Esa es la razón por la que las democracias constitucionales necesitan contrapesos, límites legales e instituciones independientes capaces de contener el ejercicio del poder.
Lo que añade Bovero es que, en algunos países, los propios actores políticos han aprendido a alterar las reglas del juego para fabricar mayorías artificiales. Es decir, mayorías que no reflejan necesariamente la pluralidad de la sociedad, pero que logran apropiarse de las instituciones representativas.
Una vez instaladas en el poder, esas mayorías suelen invocar la voluntad popular para justificar decisiones que reducen derechos, debilitan controles institucionales o afectan a las minorías.
Para finalizar, la inclusión de un capítulo sobre el amor quizá puede parecer inesperada en un libro sobre poder, tecnología y autoritarismo…
Sí, y sin embargo creo que es uno de los capítulos más importantes del libro.
Estoy convencido de que las relaciones afectivas, emocionales y amorosas entre las personas han sido históricamente uno de los principales antídotos frente a la concentración del poder y frente a las lógicas totalitarias.
En ese capítulo rindo homenaje a George Orwell.
En 1984, Orwell comprendió algo fundamental: lo que resulta verdaderamente incompatible con el totalitarismo no es solo la libertad política, sino también la existencia de vínculos humanos auténticos.

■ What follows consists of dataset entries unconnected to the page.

use sqlx::{PgPool, Postgres, Transaction};
use tracing::{debug, info};
use uuid::Uuid;

use crate::db::errors::{DatabaseError, Result};
use crate::models::{HealthRecord, PedigreeEntry, PedigreePosition, SOURCE_BREEDER_UPLOAD};

const HEALTH_RECORD_COLUMNS: &str =
    "id, dog_id, test_type, result, test_date, verified, source, document_url, created_at, updated_at";

/// Upsert the health record behind a breeder document upload.
///
/// A fresh upload never flips `verified`: only an authoritative external
/// check does that. An existing row keeps its verified flag and gets the
/// new document URL and timestamp.
pub async fn upsert_uploaded_health_record(
    tx: &mut Transaction<'_, Postgres>,
    dog_id: Uuid,
    test_type: &str,
    document_url: &str,
) -> Result<HealthRecord> {
    debug!("Upserting uploaded health record for dog {} ({})", dog_id, test_type);

    let record = sqlx::query_as::<_, HealthRecord>(&format!(
        r#"
        INSERT INTO health_records ({HEALTH_RECORD_COLUMNS})
        VALUES ($1, $2, $3, 'Documented', NOW(), FALSE, $4, $5, NOW(), NOW())
        ON CONFLICT (dog_id, test_type)
        DO UPDATE SET
            result = EXCLUDED.result,
            test_date = EXCLUDED.test_date,
            source = EXCLUDED.source,
            document_url = EXCLUDED.document_url,
            updated_at = NOW()
        RETURNING {HEALTH_RECORD_COLUMNS}
        "#
    ))
    .bind(Uuid::new_v4())
    .bind(dog_id)
    .bind(test_type)
    .bind(SOURCE_BREEDER_UPLOAD)
    .bind(document_url)
    .fetch_one(&mut **tx)
    .await
    .map_err(DatabaseError::QueryError)?;

    info!("Upserted uploaded health record {} ({})", record.id, test_type);
    Ok(record)
}

/// Upsert a health record confirmed by an external verifier. Sets
/// `verified = TRUE` on both insert and update; any previously uploaded
/// document URL is kept.
pub async fn upsert_verified_health_record(
    tx: &mut Transaction<'_, Postgres>,
    dog_id: Uuid,
    test_type: &str,
    result: &str,
    source: &str,
) -> Result<HealthRecord> {
    debug!("Upserting verified health record for dog {} ({})", dog_id, test_type);

    let record = sqlx::query_as::<_, HealthRecord>(&format!(
        r#"
        INSERT INTO health_records ({HEALTH_RECORD_COLUMNS})
        VALUES ($1, $2, $3, $4, NOW(), TRUE, $5, NULL, NOW(), NOW())
        ON CONFLICT (dog_id, test_type)
        DO UPDATE SET
            result = EXCLUDED.result,
            test_date = EXCLUDED.test_date,
            verified = TRUE,
            source = EXCLUDED.source,
            updated_at = NOW()
        RETURNING {HEALTH_RECORD_COLUMNS}
        "#
    ))
    .bind(Uuid::new_v4())
    .bind(dog_id)
    .bind(test_type)
    .bind(result)
    .bind(source)
    .fetch_one(&mut **tx)
    .await
    .map_err(DatabaseError::QueryError)?;

    info!("Upserted verified health record {} ({})", record.id, test_type);
    Ok(record)
}

/// Upsert the pedigree entry for one position. Overwrites any prior
/// entry for that (dog, position); duplicates are never appended.
pub async fn upsert_pedigree_entry(
    tx: &mut Transaction<'_, Postgres>,
    dog_id: Uuid,
    position: PedigreePosition,
    ancestor_name: &str,
    ancestor_registration: Option<&str>,
    source: &str,
) -> Result<PedigreeEntry> {
    debug!("Upserting {} entry for dog {}", position, dog_id);

    let entry = sqlx::query_as::<_, PedigreeEntry>(
        r#"
        INSERT INTO pedigree_entries
            (id, dog_id, position, ancestor_name, ancestor_registration, source, created_at, updated_at)
        VALUES ($1, $2, $3, $4, $5, $6, NOW(), NOW())
        ON CONFLICT (dog_id, position)
        DO UPDATE SET
            ancestor_name = EXCLUDED.ancestor_name,
            ancestor_registration = EXCLUDED.ancestor_registration,
            source = EXCLUDED.source,
            updated_at = NOW()
        RETURNING id, dog_id, position, ancestor_name, ancestor_registration, source, created_at, updated_at
        "#,
    )
    .bind(Uuid::new_v4())
    .bind(dog_id)
    .bind(position.as_str())
    .bind(ancestor_name)
    .bind(ancestor_registration)
    .bind(source)
    .fetch_one(&mut **tx)
    .await
    .map_err(DatabaseError::QueryError)?;

    info!("Upserted pedigree entry {} ({})", entry.id, position);
    Ok(entry)
}

/// Write the derived trust score to the dog record. The single writer
/// for `dogs.trust_score`.
#[tracing::instrument(skip(pool), fields(dog_id = %dog_id, score = score))]
pub async fn update_trust_score(pool: &PgPool, dog_id: Uuid, score: i32) -> Result<()> {
    let result = sqlx::query(
        r#"
        UPDATE dogs
        SET trust_score = $2, updated_at = NOW()
        WHERE id = $1
        "#,
    )
    .bind(dog_id)
    .bind(score)
    .execute(pool)
    .await
    .map_err(DatabaseError::QueryError)?;

    if result.rows_affected() == 0 {
        return Err(DatabaseError::NotFound(format!("dog not found: {}", dog_id)));
    }

    info!("Published trust score {} for dog {}", score, dog_id);
    Ok(())
}

/// Refresh the derived flags on litters where this dog is a parent:
/// papers_verified when both parents carry registration numbers,
/// health_checked when both parents have at least one health record.
#[tracing::instrument(skip(pool), fields(dog_id = %dog_id))]
pub async fn refresh_litter_flags(pool: &PgPool, dog_id: Uuid) -> Result<u64> {
    let result = sqlx::query(
        r#"
        UPDATE litters l
        SET papers_verified = (s.registration_number IS NOT NULL AND d.registration_number IS NOT NULL),
            health_checked = (
                EXISTS (SELECT 1 FROM health_records hr WHERE hr.dog_id = l.sire_id)
                AND EXISTS (SELECT 1 FROM health_records hr WHERE hr.dog_id = l.dam_id)
            ),
            updated_at = NOW()
        FROM dogs s, dogs d
        WHERE s.id = l.sire_id
          AND d.id = l.dam_id
          AND (l.sire_id = $1 OR l.dam_id = $1)
        "#,
    )
    .bind(dog_id)
    .execute(pool)
    .await
    .map_err(DatabaseError::QueryError)?;

    let updated = result.rows_affected();
    if updated > 0 {
        debug!("Refreshed flags on {} litters for dog {}", updated, dog_id);
    }
    Ok(updated)
}
use thiserror::Error;

#[derive(Error, Debug)]
pub enum DatabaseError {
    #[error("database connection error: {0}")]
    ConnectionError(String),

    #[error("query execution error: {0}")]
    QueryError(#[from] sqlx::Error),

    #[error("transaction error: {0}")]
    TransactionError(String),

    #[error("record not found: {0}")]
    NotFound(String),

    #[error("invalid data: {0}")]
    InvalidData(String),
}

impl DatabaseError {
    /// Transient errors a caller may reasonably retry: connection drops,
    /// serialization failures, deadlocks.
    pub fn is_retryable(&self) -> bool {
        match self {
            Self::ConnectionError(_) => true,
            Self::QueryError(e) => {
                if let Some(db_error) = e.as_database_error() {
                    matches!(
                        db_error.code().as_deref(),
                        Some("40001") | // serialization_failure
                        Some("40P01") // deadlock_detected
                    )
                } else {
                    matches!(e, sqlx::Error::PoolTimedOut | sqlx::Error::Io(_))
                }
            }
            _ => false,
        }
    }
}

pub type Result<T> = std::result::Result<T, DatabaseError>;
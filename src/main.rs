use bluebloodz_scorer::api::server;

#[tokio::main]
async fn main() -> Result<(), Box<dyn std::error::Error>> {
    server::run_server().await
}
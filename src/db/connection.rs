use sqlx::postgres::{PgPool, PgPoolOptions};
use std::time::Duration;
use tracing::info;

use crate::db::errors::{DatabaseError, Result};

/// Create the connection pool. Pool size stays small; the marketplace
/// backend sits behind a pooling proxy that handles real fan-out.
pub async fn create_pool(database_url: &str) -> Result<PgPool> {
    info!("Creating database connection pool");

    let pool = PgPoolOptions::new()
        .max_connections(5)
        .min_connections(1)
        .acquire_timeout(Duration::from_secs(3))
        .test_before_acquire(true)
        .connect(database_url)
        .await
        .map_err(|e| DatabaseError::ConnectionError(format!("failed to create pool: {}", e)))?;

    info!("Database connection pool created successfully");
    Ok(pool)
}

/// Health check for the database connection.
pub async fn health_check(pool: &PgPool) -> Result<()> {
    sqlx::query("SELECT 1")
        .fetch_one(pool)
        .await
        .map_err(DatabaseError::QueryError)?;
    Ok(())
}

El amor, entendido como solidaridad, cuidado mutuo y compromiso entre las personas, crea espacios de libertad que el poder tiene dificultades para controlar.
Lo preocupante es que muchas de las tecnologías contemporáneas están contribuyendo, de manera creciente, a sustituir esos vínculos humanos por relaciones mediadas por sistemas artificiales.
Hay personas que comienzan a establecer lazos afectivos significativos con chatbots y asistentes digitales.
A mi juicio, eso plantea un problema profundo. No porque las máquinas puedan sentir, sino precisamente porque no pueden hacerlo. La máquina no ama, no cuida y no comparte nuestra condición humana.
Sin embargo, puede generar en nosotros la sensación de cercanía, comprensión o afecto.
Al mismo tiempo, esas interacciones producen enormes cantidades de información personal que terminan alimentando modelos de negocio basados en la recopilación y monetización de datos.
De ese modo, una relación que parece emocionalmente significativa se convierte también en una fuente de valor económico para las empresas que desarrollan la tecnología.